Friday, October 10, 2014

Locking down Adobe Reader to prevent PDF vulnerabilities, as much as possible

Adobe PDF vulnerabilities rising risk - why?

This was primarily due to increased exploitation of vulnerabilities in Adobe Reader and Adobe Acrobat software, as shown in Figure 2 from (http://blogs.technet.com/b/mmpc/archive/2013/04/29/the-rise-in-the-exploitation-of-old-pdf-vulnerabilities.aspx)
Figure 2: Computers affected with exploits for document readers and editors
Win32/Pdfjsc virus was the significant contributor to the rise in 4Q12. It is a family of specially crafted PDF files that exploit Adobe Acrobat (Creator) and Adobe Reader vulnerabilities. 

How you get infected? A brief explanation 

1) Adobe Reader, like many other document applications can be scripted for added functionality. 

In the case of Microsoft Office, adding functionality is added via macros using Visual Basic scripting language and now scripting is turned off by default for new installs. (But this has been a long sore spot for Microsoft, and is one of motivations  of moving Office365 into the cloud which prevents all of this. Open a bad document will infecting the "cloud" (ha-choo-d) and not your local machine). Adobe Reader specifically uses Javascript as their "macro" language. Note, this script can run on Mac and Windows, so don't kid your self that Macs are safer.  Also, these scripting vulnerabilities are not limited to two aforementioned companies, they are just the most popular and therefore best payout targets for hackers. OpenOffice uses Basic as their scripting language, Apples' Keynote, Numbers, and Pages use Applescript, and many text editors or IDEs have their own macro language. 

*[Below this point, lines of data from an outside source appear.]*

//! Field-calibrated armature and linkage presets.

/// BlueSolar heliostat field calibration.
///
/// Two calibration revisions circulate for the same armature; they differ
/// numerically without a documented supersession, so both are provided as
/// example data and neither is canonical.
pub mod bluesolar {
    use nalgebra::Vector3;

    use heliotrack_armature::{AngleInterval, ArmatureAxis, Facet, TrackerArmature2A};
    use heliotrack_core::error::CalibrationError;

    use crate::{ElevationAngleKm, HourAngleKm};

    /// The BlueSolar armature geometry.
    ///
    /// Primary joint is the elevation axis, secondary the hour-angle
    /// axis; the coordinate system is x east, y north, z zenith, with the
    /// facet facing south at rest.
    pub fn armature() -> Result<TrackerArmature2A, CalibrationError> {
        Ok(TrackerArmature2A::new(
            ArmatureAxis::new(
                Vector3::new(0.0, 0.0, 2.415),
                Vector3::new(-1.0, 0.0, 0.0),
                AngleInterval::from_degrees(0.0, 90.0)?,
                0.0,
            )?,
            ArmatureAxis::new(
                Vector3::new(0.0, -0.0816, 0.0),
                Vector3::new(0.0, 0.0, -1.0),
                AngleInterval::from_degrees(-70.0, 55.0)?,
                0.0,
            )?,
            Facet::new(Vector3::new(0.0, -0.105, 0.035), Vector3::new(0.0, -1.0, 0.0))?,
        ))
    }

    /// Elevation actuator, calibration revision A.
    pub fn elevation_km() -> Result<ElevationAngleKm, CalibrationError> {
        ElevationAngleKm::simple(
            1.499539835163685,
            0.38228347073744173,
            0.0396,
            0.4146341554709371,
            0.08480554835440447,
            0.0,
        )
    }

    /// Hour-angle actuator, calibration revision A.
    pub fn hour_angle_km() -> Result<HourAngleKm, CalibrationError> {
        HourAngleKm::new(
            0.6388776401148127,
            0.34805695317203444,
            0.04225,
            0.33827680301912516,
            0.0,
        )
    }

    /// Elevation actuator, calibration revision B (later field survey,
    /// includes a measured stroke offset).
    pub fn elevation_km_rev_b() -> Result<ElevationAngleKm, CalibrationError> {
        ElevationAngleKm::simple(
            1.5566945190927768,
            0.3679941188052566,
            0.08587871211683747,
            0.45469491923653677,
            0.08155204289894769,
            0.04037,
        )
    }

    /// Hour-angle actuator, calibration revision B.
    pub fn hour_angle_km_rev_b() -> Result<HourAngleKm, CalibrationError> {
        HourAngleKm::new(
            0.543717625543648,
            0.3716059721933388,
            0.05209218963038278,
            0.3390154085801952,
            0.04037,
        )
    }
}

#[cfg(test)]
mod tests {
    use super::*;
    use heliotrack_core::sun::DEGREE;

    #[test]
    fn bluesolar_armature_is_valid() {
        let arm = bluesolar::armature().unwrap();
        assert_eq!(arm.primary().range().min(), 0.0);
        assert_eq!(arm.secondary().range().max(), 55.0 * DEGREE);
    }

    #[test]
    fn bluesolar_linkages_are_valid() {
        assert!(bluesolar::elevation_km().is_ok());
        assert!(bluesolar::hour_angle_km().is_ok());
        assert!(bluesolar::elevation_km_rev_b().is_ok());
        assert!(bluesolar::hour_angle_km_rev_b().is_ok());
    }

    #[test]
    fn both_revisions_cover_their_working_bands() {
        // The elevation linkages cover the primary joint's full 0..90 deg
        // range; the hour linkages fold just past -45 deg, so their
        // working band is narrower than the -70 deg mechanical limit.
        for km in [
            bluesolar::elevation_km().unwrap(),
            bluesolar::elevation_km_rev_b().unwrap(),
        ] {
            for i in 0..=10 {
                let angle = 90.0 * DEGREE * f64::from(i) / 10.0;
                assert!(km.length_from_angle(angle).is_ok(), "elevation {angle}");
            }
        }

        for km in [
            bluesolar::hour_angle_km().unwrap(),
            bluesolar::hour_angle_km_rev_b().unwrap(),
        ] {
            for i in 0..=10 {
                let angle = (-40.0 + 95.0 * f64::from(i) / 10.0) * DEGREE;
                assert!(km.length_from_angle(angle).is_ok(), "hour {angle}");
            }
        }
    }
}
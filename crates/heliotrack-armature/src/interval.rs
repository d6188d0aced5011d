//! Periodic angle interval for revolute joint limits.

use std::f64::consts::TAU;

use heliotrack_core::error::CalibrationError;
use heliotrack_core::sun::{normalize_angle, DEGREE};

/// A joint's mechanical angle range, treated as periodic with period 2π.
///
/// Angles are first wrapped into `[min, min + 2π)` and then checked
/// against `max`, so a range like `[-70°, 55°]` rejects `-90°` even
/// though `-90° ≡ 270°` lies inside the wrapped period.
#[derive(Debug, Clone, Copy, PartialEq)]
pub struct AngleInterval {
    min: f64,
    max: f64,
}

impl AngleInterval {
    /// New interval from limits in radians.
    ///
    /// # Errors
    ///
    /// [`CalibrationError::EmptyAngleRange`] when `min >= max`.
    pub fn new(min: f64, max: f64) -> Result<Self, CalibrationError> {
        if min >= max {
            return Err(CalibrationError::EmptyAngleRange {
                min_deg: min / DEGREE,
                max_deg: max / DEGREE,
            });
        }
        Ok(Self { min, max })
    }

    /// New interval from limits in degrees.
    pub fn from_degrees(min_deg: f64, max_deg: f64) -> Result<Self, CalibrationError> {
        Self::new(min_deg * DEGREE, max_deg * DEGREE)
    }

    /// Lower limit (radians).
    pub fn min(&self) -> f64 {
        self.min
    }

    /// Upper limit (radians).
    pub fn max(&self) -> f64 {
        self.max
    }

    /// Wrap `angle` into `[min, min + 2π)`.
    pub fn normalize(&self, angle: f64) -> f64 {
        normalize_angle(angle, self.min)
    }

    /// Whether `angle` (already normalized) lies within the limits.
    pub fn contains(&self, angle: f64) -> bool {
        self.min <= angle && angle <= self.max
    }

    /// The representative of `angle`'s 2π-equivalence class nearest the
    /// interval.  In-limits angles come back wrapped; out-of-limits
    /// angles come back on the side of the closer bound, so a caller
    /// clamping to the limits clamps towards the right end.
    pub fn closest_representative(&self, angle: f64) -> f64 {
        let wrapped = self.normalize(angle);
        if self.contains(wrapped) {
            return wrapped;
        }
        // wrapped > max: one representative sits past max, the other a
        // full turn down, below min.
        if wrapped - self.max <= self.min - (wrapped - TAU) {
            wrapped
        } else {
            wrapped - TAU
        }
    }
}

#[cfg(test)]
mod tests {
    use super::*;
    use approx::assert_relative_eq;
    use std::f64::consts::TAU;

    #[test]
    fn rejects_empty_range() {
        assert!(AngleInterval::from_degrees(10.0, 10.0).is_err());
        assert!(AngleInterval::from_degrees(20.0, -20.0).is_err());
    }

    #[test]
    fn normalize_wraps_below_min() {
        let range = AngleInterval::from_degrees(-70.0, 55.0).unwrap();
        let wrapped = range.normalize(-90.0 * DEGREE);
        assert_relative_eq!(wrapped, -90.0 * DEGREE + TAU, epsilon = 1e-12);
        assert!(!range.contains(wrapped));
    }

    #[test]
    fn normalize_keeps_in_range_angles() {
        let range = AngleInterval::from_degrees(-70.0, 55.0).unwrap();
        let a = 30.0 * DEGREE;
        assert_relative_eq!(range.normalize(a), a, epsilon = 1e-12);
        assert!(range.contains(range.normalize(a)));
    }

    #[test]
    fn full_turn_aliases_are_accepted() {
        let range = AngleInterval::from_degrees(0.0, 90.0).unwrap();
        let wrapped = range.normalize(45.0 * DEGREE + TAU);
        assert_relative_eq!(wrapped, 45.0 * DEGREE, epsilon = 1e-12);
        assert!(range.contains(wrapped));
    }

    #[test]
    fn closest_representative_sides_with_the_nearer_bound() {
        let range = AngleInterval::from_degrees(0.0, 90.0).unwrap();

        // In limits: plain wrap.
        let inside = range.closest_representative(45.0 * DEGREE + TAU);
        assert_relative_eq!(inside, 45.0 * DEGREE, epsilon = 1e-12);

        // Just below min: stays negative instead of surfacing as 350 deg.
        let below = range.closest_representative(-10.0 * DEGREE);
        assert_relative_eq!(below, -10.0 * DEGREE, epsilon = 1e-12);

        // Just past max: stays past max.
        let above = range.closest_representative(100.0 * DEGREE);
        assert_relative_eq!(above, 100.0 * DEGREE, epsilon = 1e-12);

        // Far side of the circle: whichever bound is closer wins.
        let far = range.closest_representative(300.0 * DEGREE);
        assert_relative_eq!(far, -60.0 * DEGREE, epsilon = 1e-12);
    }

    #[test]
    fn contains_is_inclusive_at_limits() {
        let range = AngleInterval::from_degrees(0.0, 90.0).unwrap();
        assert!(range.contains(0.0));
        assert!(range.contains(90.0 * DEGREE));
        assert!(!range.contains(90.1 * DEGREE));
    }
}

2) Adobe Reader is trusted once installed, so macros can be programmed to bad things in a trusted state

Just the simple act of opening the PDF file could exploit a vulnerability to automatically download malicious code from the internet, and display a decoy PDF file to trick you into believing that nothing wrong has happened. Since Adobe Acrobat, is installed and fully trusted, all the permission have been set in your OS and usually your antivirus and firewall. Moreover, they launch sub-programs that use command line that is trusted to run scripts etc. These downloaded programs "should" be picked-off by the best anti-virus programs, but clearly they are falling behind to the onslaught of these craft payloads.

Again, these donwloaded PDF files contain a JavaScript that executes when the file is opened. The embedded JavaScript may contain malicious instructions, such as commands to download and install other malware. Files that use the Win32/Pdfjsc hack may arrive in the system when a user visits a compromised or malicious webpage, or opens a malicious PDF email attachment.

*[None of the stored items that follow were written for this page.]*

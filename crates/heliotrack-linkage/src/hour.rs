//! Hour-angle-axis actuator model.
//!
//! Single observed topology: a four-bar linkage whose included angle
//! tracks the hour angle through `sin(angle - gamma)`, plus a static
//! stroke offset.

use heliotrack_core::config::HourLinkageConfig;
use heliotrack_core::error::{CalibrationError, GeometryError};

use crate::{check_assemblable, check_length, check_offset};

/// Kinematic model of the hour-angle actuator: joint angle (radians) to
/// stroke length (meters) and back.
#[derive(Debug, Clone, Copy, PartialEq)]
pub struct HourAngleKm {
    gamma: f64,
    rab: f64,
    rbc: f64,
    rad: f64,
    offset: f64,
}

impl HourAngleKm {
    /// # Errors
    ///
    /// [`CalibrationError`] when an arm length is non-positive, the
    /// triangle cannot close, or `offset` is negative.
    pub fn new(
        gamma: f64,
        rab: f64,
        rbc: f64,
        rad: f64,
        offset: f64,
    ) -> Result<Self, CalibrationError> {
        check_length("rab", rab)?;
        check_length("rbc", rbc)?;
        check_length("rad", rad)?;
        check_assemblable(rab, rbc, rad)?;
        check_offset(offset)?;
        Ok(Self {
            gamma,
            rab,
            rbc,
            rad,
            offset,
        })
    }

    /// Build from a calibration config.
    pub fn from_config(cfg: &HourLinkageConfig) -> Result<Self, CalibrationError> {
        Self::new(cfg.gamma, cfg.rab, cfg.rbc, cfg.rad, cfg.offset)
    }

    /// Realizable joint angle range `(gamma - π/2, gamma + π/2)` over
    /// which the two conversions are mutual inverses and the length is
    /// strictly monotonic.
    pub fn realizable_range(&self) -> (f64, f64) {
        (
            self.gamma - std::f64::consts::FRAC_PI_2,
            self.gamma + std::f64::consts::FRAC_PI_2,
        )
    }

    /// Actuator stroke length (m) for an hour angle (radians).
    ///
    /// # Errors
    ///
    /// [`GeometryError::UnreachableAngle`] when the linkage cannot reach
    /// the requested angle.
    pub fn length_from_angle(&self, angle: f64) -> Result<f64, GeometryError> {
        let rab2 = self.rab * self.rab;
        let rad2 = self.rad * self.rad;
        let rbc2 = self.rbc * self.rbc;

        let y_square =
            rab2 + rad2 - rbc2 + 2.0 * self.rab * self.rad * (angle - self.gamma).sin();
        if y_square < 0.0 {
            return Err(GeometryError::UnreachableAngle { angle });
        }

        let length = y_square.sqrt() - self.offset;
        if length <= 0.0 {
            return Err(GeometryError::UnreachableAngle { angle });
        }
        Ok(length)
    }

    /// Hour angle (radians) for an actuator stroke length (m).
    ///
    /// # Errors
    ///
    /// [`GeometryError::UnreachableLength`] when no triangle closes at
    /// this length.
    pub fn angle_from_length(&self, length: f64) -> Result<f64, GeometryError> {
        let rab2 = self.rab * self.rab;
        let rad2 = self.rad * self.rad;
        let rbc2 = self.rbc * self.rbc;
        let y = length + self.offset;

        let sin_arg = (rbc2 + y * y - rab2 - rad2) / (2.0 * self.rab * self.rad);
        if !(-1.0..=1.0).contains(&sin_arg) {
            return Err(GeometryError::UnreachableLength { length });
        }

        Ok(self.gamma + sin_arg.asin())
    }
}

#[cfg(test)]
mod tests {
    use super::*;
    use approx::assert_relative_eq;
    use heliotrack_core::sun::DEGREE;

    // Field calibration revision A.
    fn rev_a() -> HourAngleKm {
        HourAngleKm::new(
            0.6388776401148127,
            0.34805695317203444,
            0.04225,
            0.33827680301912516,
            0.0,
        )
        .unwrap()
    }

    #[test]
    fn negative_arm_length_fails_at_construction() {
        let err = HourAngleKm::new(0.6, 0.35, -0.04, 0.34, 0.0).unwrap_err();
        assert!(matches!(
            err,
            CalibrationError::NonPositiveLength { name: "rbc", .. }
        ));
    }

    #[test]
    fn round_trip_across_the_realizable_range() {
        let km = rev_a();
        let (lo, hi) = km.realizable_range();
        for i in 1..20 {
            let angle = lo + (hi - lo) * f64::from(i) / 20.0;
            let Ok(length) = km.length_from_angle(angle) else {
                continue;
            };
            let back = km.angle_from_length(length).unwrap();
            assert_relative_eq!(back, angle, epsilon = 1e-9);
        }
    }

    #[test]
    fn length_is_strictly_monotonic_over_working_range() {
        let km = rev_a();
        // -40..55 deg sits inside revision A's working band; the linkage
        // folds near -45 deg.
        let mut previous = km.length_from_angle(-40.0 * DEGREE).unwrap();
        for i in -39..=55 {
            let length = km.length_from_angle(f64::from(i) * DEGREE).unwrap();
            assert!(
                length > previous,
                "length not strictly monotonic at {i} deg: {length} vs {previous}"
            );
            previous = length;
        }
    }

    #[test]
    fn angle_at_the_fold_is_unreachable_not_nan() {
        let km = rev_a();
        // sin(angle - gamma) = -1 drives the squared length negative for
        // this calibration.
        let err = km
            .length_from_angle(km.gamma - std::f64::consts::FRAC_PI_2)
            .unwrap_err();
        assert!(matches!(err, GeometryError::UnreachableAngle { .. }));
    }

    #[test]
    fn length_outside_the_triangle_is_unreachable_not_nan() {
        let km = rev_a();
        assert!(matches!(
            km.angle_from_length(5.0).unwrap_err(),
            GeometryError::UnreachableLength { length } if length == 5.0
        ));
    }

    #[test]
    fn from_config_matches_direct_construction() {
        let cfg = HourLinkageConfig {
            gamma: 0.6388776401148127,
            rab: 0.34805695317203444,
            rbc: 0.04225,
            rad: 0.33827680301912516,
            offset: 0.0,
        };
        assert_eq!(HourAngleKm::from_config(&cfg).unwrap(), rev_a());
    }
}
//! Actuator kinematic models for the heliostat tracking axes.
//!
//! Each tracking axis is driven by a linear actuator through a planar
//! four-bar linkage.  The linkage reduces to a triangle: two fixed
//! structural side lengths and an included angle that follows the joint
//! rotation, so the law of cosines maps joint angle to actuator stroke
//! length in closed form, and back.
//!
//! ```text
//! joint angle (rad) ──► length_from_angle ──► stroke length (m)
//!                  ◄── angle_from_length ◄──
//! ```
//!
//! Models are immutable once constructed and validated at construction,
//! so a bad calibration set fails before any solve.

pub mod elevation;
pub mod hour;
pub mod presets;

pub use elevation::ElevationAngleKm;
pub use hour::HourAngleKm;

use heliotrack_core::error::CalibrationError;

/// Strictly-positive check shared by the model constructors.
pub(crate) fn check_length(name: &'static str, value: f64) -> Result<(), CalibrationError> {
    if value > 0.0 {
        Ok(())
    } else {
        Err(CalibrationError::NonPositiveLength { name, value })
    }
}

/// The linkage triangle must close: the floating link has to be shorter
/// than the two arms it connects.
pub(crate) fn check_assemblable(rab: f64, rbc: f64, rad: f64) -> Result<(), CalibrationError> {
    if rbc < rab + rad {
        Ok(())
    } else {
        Err(CalibrationError::NotAssemblable {
            rbc,
            reach: rab + rad,
        })
    }
}

pub(crate) fn check_offset(offset: f64) -> Result<(), CalibrationError> {
    if offset >= 0.0 {
        Ok(())
    } else {
        Err(CalibrationError::NegativeOffset { value: offset })
    }
}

Upload questionable PDFs to an online drive



An easy solution is to use   Microsoft OneDrive  or   Google Drive and upload the PDF and open it there! Do this for any questionable PDFs. I would recommend doing that with any questionable document such as Word, PowerPoint, Excel, etc.

If your default browser is  Microsoft Internet Explorer you may have do some work to just download a PDF directly to your hard drive, without opening in default Adobe Reader first. Check out this article: http://stopmalvertising.com/security/adobe-reader-lockdown-saving-pdf-files-in-internet-explorer-9-and-10/all-pages.html to do that and it also works for IE 11 as well. 

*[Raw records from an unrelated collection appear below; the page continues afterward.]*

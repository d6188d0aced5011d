//! Rigid placement of one coordinate frame relative to a parent frame.
//!
//! [`Frame`] wraps an [`Isometry3`] and exposes exactly the operations the
//! tracking core needs: construction from an explicit 4×4 row-major matrix
//! or from revolute-joint parameters, composition, and point/direction
//! transformation.  Composition is non-commutative; `a * b` applies `b`
//! in `a`'s frame (parent → child chaining).

use nalgebra::{
    Isometry3, Matrix3, Point3, Translation3, UnitQuaternion, UnitVector3, Vector3,
};

use crate::error::GeometryError;

/// Tolerance on the bottom row and rotation-block orthonormality when
/// accepting an explicit matrix.
const RIGID_TOL: f64 = 1e-9;

/// Position + orientation of a frame relative to its parent.
#[derive(Debug, Clone, Copy, PartialEq)]
pub struct Frame {
    iso: Isometry3<f64>,
}

impl Frame {
    /// The identity placement.
    pub fn identity() -> Self {
        Self {
            iso: Isometry3::identity(),
        }
    }

    /// Pure translation.
    pub fn translation(x: f64, y: f64, z: f64) -> Self {
        Self {
            iso: Isometry3::translation(x, y, z),
        }
    }

    /// Placement of a revolute joint: rotation by `angle` (radians) about
    /// `axis`, then translation by `shift` into the parent frame.
    pub fn joint(shift: &Vector3<f64>, axis: &UnitVector3<f64>, angle: f64) -> Self {
        Self {
            iso: Isometry3::from_parts(
                Translation3::from(*shift),
                UnitQuaternion::from_axis_angle(axis, angle),
            ),
        }
    }

    /// Build a placement from an explicit 4×4 row-major matrix.
    ///
    /// # Errors
    ///
    /// [`GeometryError::NonAffineMatrix`] if the bottom row is not
    /// `[0, 0, 0, 1]`, and [`GeometryError::NonRigidRotation`] if the 3×3
    /// rotation block is not orthonormal within tolerance.
    pub fn from_matrix_rows(rows: [[f64; 4]; 4]) -> Result<Self, GeometryError> {
        let bottom = rows[3];
        if bottom[0].abs() > RIGID_TOL
            || bottom[1].abs() > RIGID_TOL
            || bottom[2].abs() > RIGID_TOL
            || (bottom[3] - 1.0).abs() > RIGID_TOL
        {
            return Err(GeometryError::NonAffineMatrix);
        }

        #[rustfmt::skip]
        let rot = Matrix3::new(
            rows[0][0], rows[0][1], rows[0][2],
            rows[1][0], rows[1][1], rows[1][2],
            rows[2][0], rows[2][1], rows[2][2],
        );

        let deviation = (rot * rot.transpose() - Matrix3::identity()).abs().max();
        if deviation > 1e-6 {
            return Err(GeometryError::NonRigidRotation { deviation });
        }

        let rotation = UnitQuaternion::from_matrix(&rot);
        let translation = Translation3::new(rows[0][3], rows[1][3], rows[2][3]);
        Ok(Self {
            iso: Isometry3::from_parts(translation, rotation),
        })
    }

    /// The inverse placement (child → parent).
    pub fn inverse(&self) -> Self {
        Self {
            iso: self.iso.inverse(),
        }
    }

    /// Apply the full affine transform to a point.
    pub fn transform_point(&self, p: &Point3<f64>) -> Point3<f64> {
        self.iso.transform_point(p)
    }

    /// Apply only the rotation part to a direction and re-normalize.
    pub fn transform_direction(&self, v: &Vector3<f64>) -> Vector3<f64> {
        (self.iso.rotation * v).normalize()
    }

    /// The underlying isometry.
    pub fn isometry(&self) -> &Isometry3<f64> {
        &self.iso
    }
}

impl std::ops::Mul for Frame {
    type Output = Frame;

    fn mul(self, rhs: Frame) -> Frame {
        Frame {
            iso: self.iso * rhs.iso,
        }
    }
}

#[cfg(test)]
mod tests {
    use super::*;
    use approx::assert_relative_eq;
    use std::f64::consts::FRAC_PI_2;

    fn unit_z() -> UnitVector3<f64> {
        UnitVector3::new_normalize(Vector3::z())
    }

    #[test]
    fn translation_moves_points_not_directions() {
        let t = Frame::translation(1.0, 2.0, 3.0);
        let p = t.transform_point(&Point3::new(0.0, 0.0, 0.0));
        assert_relative_eq!(p.x, 1.0, epsilon = 1e-12);
        assert_relative_eq!(p.y, 2.0, epsilon = 1e-12);
        assert_relative_eq!(p.z, 3.0, epsilon = 1e-12);

        let v = t.transform_direction(&Vector3::x());
        assert_relative_eq!(v.x, 1.0, epsilon = 1e-12);
        assert_relative_eq!(v.y, 0.0, epsilon = 1e-12);
    }

    #[test]
    fn joint_rotates_then_translates() {
        // Rotate 90 deg about Z, then shift +2 along X.
        let f = Frame::joint(&Vector3::new(2.0, 0.0, 0.0), &unit_z(), FRAC_PI_2);
        let p = f.transform_point(&Point3::new(1.0, 0.0, 0.0));
        assert_relative_eq!(p.x, 2.0, epsilon = 1e-12);
        assert_relative_eq!(p.y, 1.0, epsilon = 1e-12);
    }

    #[test]
    fn compose_is_parent_child_order() {
        let a = Frame::translation(1.0, 0.0, 0.0);
        let b = Frame::joint(&Vector3::zeros(), &unit_z(), FRAC_PI_2);

        // a * b: rotate in b's frame, then shift by a.
        let p = (a * b).transform_point(&Point3::new(1.0, 0.0, 0.0));
        assert_relative_eq!(p.x, 1.0, epsilon = 1e-12);
        assert_relative_eq!(p.y, 1.0, epsilon = 1e-12);

        // b * a: shift first, then rotate the shifted point.
        let q = (b * a).transform_point(&Point3::new(1.0, 0.0, 0.0));
        assert_relative_eq!(q.x, 0.0, epsilon = 1e-12);
        assert_relative_eq!(q.y, 2.0, epsilon = 1e-12);
    }

    #[test]
    fn inverse_round_trips_points() {
        let f = Frame::joint(&Vector3::new(0.3, -0.2, 1.1), &unit_z(), 0.7);
        let p = Point3::new(0.5, 0.4, -0.9);
        let back = f.inverse().transform_point(&f.transform_point(&p));
        assert_relative_eq!(back.x, p.x, epsilon = 1e-12);
        assert_relative_eq!(back.y, p.y, epsilon = 1e-12);
        assert_relative_eq!(back.z, p.z, epsilon = 1e-12);
    }

    #[test]
    fn from_matrix_rows_accepts_rigid_placement() {
        // 90 deg about Z with a translation.
        let f = Frame::from_matrix_rows([
            [0.0, -1.0, 0.0, 1.0],
            [1.0, 0.0, 0.0, 2.0],
            [0.0, 0.0, 1.0, 3.0],
            [0.0, 0.0, 0.0, 1.0],
        ])
        .unwrap();
        let p = f.transform_point(&Point3::new(1.0, 0.0, 0.0));
        assert_relative_eq!(p.x, 1.0, epsilon = 1e-9);
        assert_relative_eq!(p.y, 3.0, epsilon = 1e-9);
        assert_relative_eq!(p.z, 3.0, epsilon = 1e-9);
    }

    #[test]
    fn from_matrix_rows_rejects_bad_bottom_row() {
        let err = Frame::from_matrix_rows([
            [1.0, 0.0, 0.0, 0.0],
            [0.0, 1.0, 0.0, 0.0],
            [0.0, 0.0, 1.0, 0.0],
            [0.0, 0.0, 0.1, 1.0],
        ])
        .unwrap_err();
        assert_eq!(err, GeometryError::NonAffineMatrix);
    }

    #[test]
    fn from_matrix_rows_rejects_scaled_rotation() {
        let err = Frame::from_matrix_rows([
            [2.0, 0.0, 0.0, 0.0],
            [0.0, 2.0, 0.0, 0.0],
            [0.0, 0.0, 2.0, 0.0],
            [0.0, 0.0, 0.0, 1.0],
        ])
        .unwrap_err();
        assert!(matches!(err, GeometryError::NonRigidRotation { .. }));
    }

    #[test]
    fn transform_direction_ignores_translation_and_normalizes() {
        let f = Frame::translation(5.0, 5.0, 5.0);
        let v = f.transform_direction(&Vector3::new(0.0, 3.0, 0.0));
        assert_relative_eq!(v.norm(), 1.0, epsilon = 1e-12);
        assert_relative_eq!(v.y, 1.0, epsilon = 1e-12);
    }

    fn assert_send_sync<T: Send + Sync>() {}

    #[test]
    fn frame_is_send_sync() {
        assert_send_sync::<Frame>();
    }
}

Additionally, there are "PDF Scanners" you can use to scan for PDF vulnerabilities, see this article (scroll to end for a good list of free software, you have to be technically declined;).

Good News - Stop PDF's running malicious macros
Here's how to lock down Adobe Reader. The first 2 are essential and set a firewall rule to block Adobe Reader completely.

1) Disable Adobe Reader using Javascript - it's a preference!
   
    In Adobe Reader choose Edit->Preferences to get the following window



2) Block PDFs Connecting to external sites in Adobe Reader

While in Preference, select Trust Manager and do 
a) Uncheck "Allow opening of non-PDF file attachments with external applications".
b) In Change Settings, check "Block PDF files access to web sites"  



3) Security (Enhanced) setting turn off "Automatically trust site from my Win/Mac OS security zones". this prevents the demonstrated a social engineering attack, which relies on the “/launch” functionality as described in the PDF specification (ISO PDF 32000-1:2008) under section 12.6.4.5. 



























4)  Multimedia Trust (legacy) setting turn off "Allow multimedia operations", this disables Adobe Flash Player and others from being used (another hugely exploited program, someone seeing a patter here with Adobe ?)





















5) Online Services setting turn off "Always connect when opening documents enabled for live collaboration"





















6) Tracker set to Never




Additional steps to lock down Adobe Reader

1) Add an outbound rule to Adobe Reader in Windows Firewall to block it going to internet. While you are there add an inbound rule as well.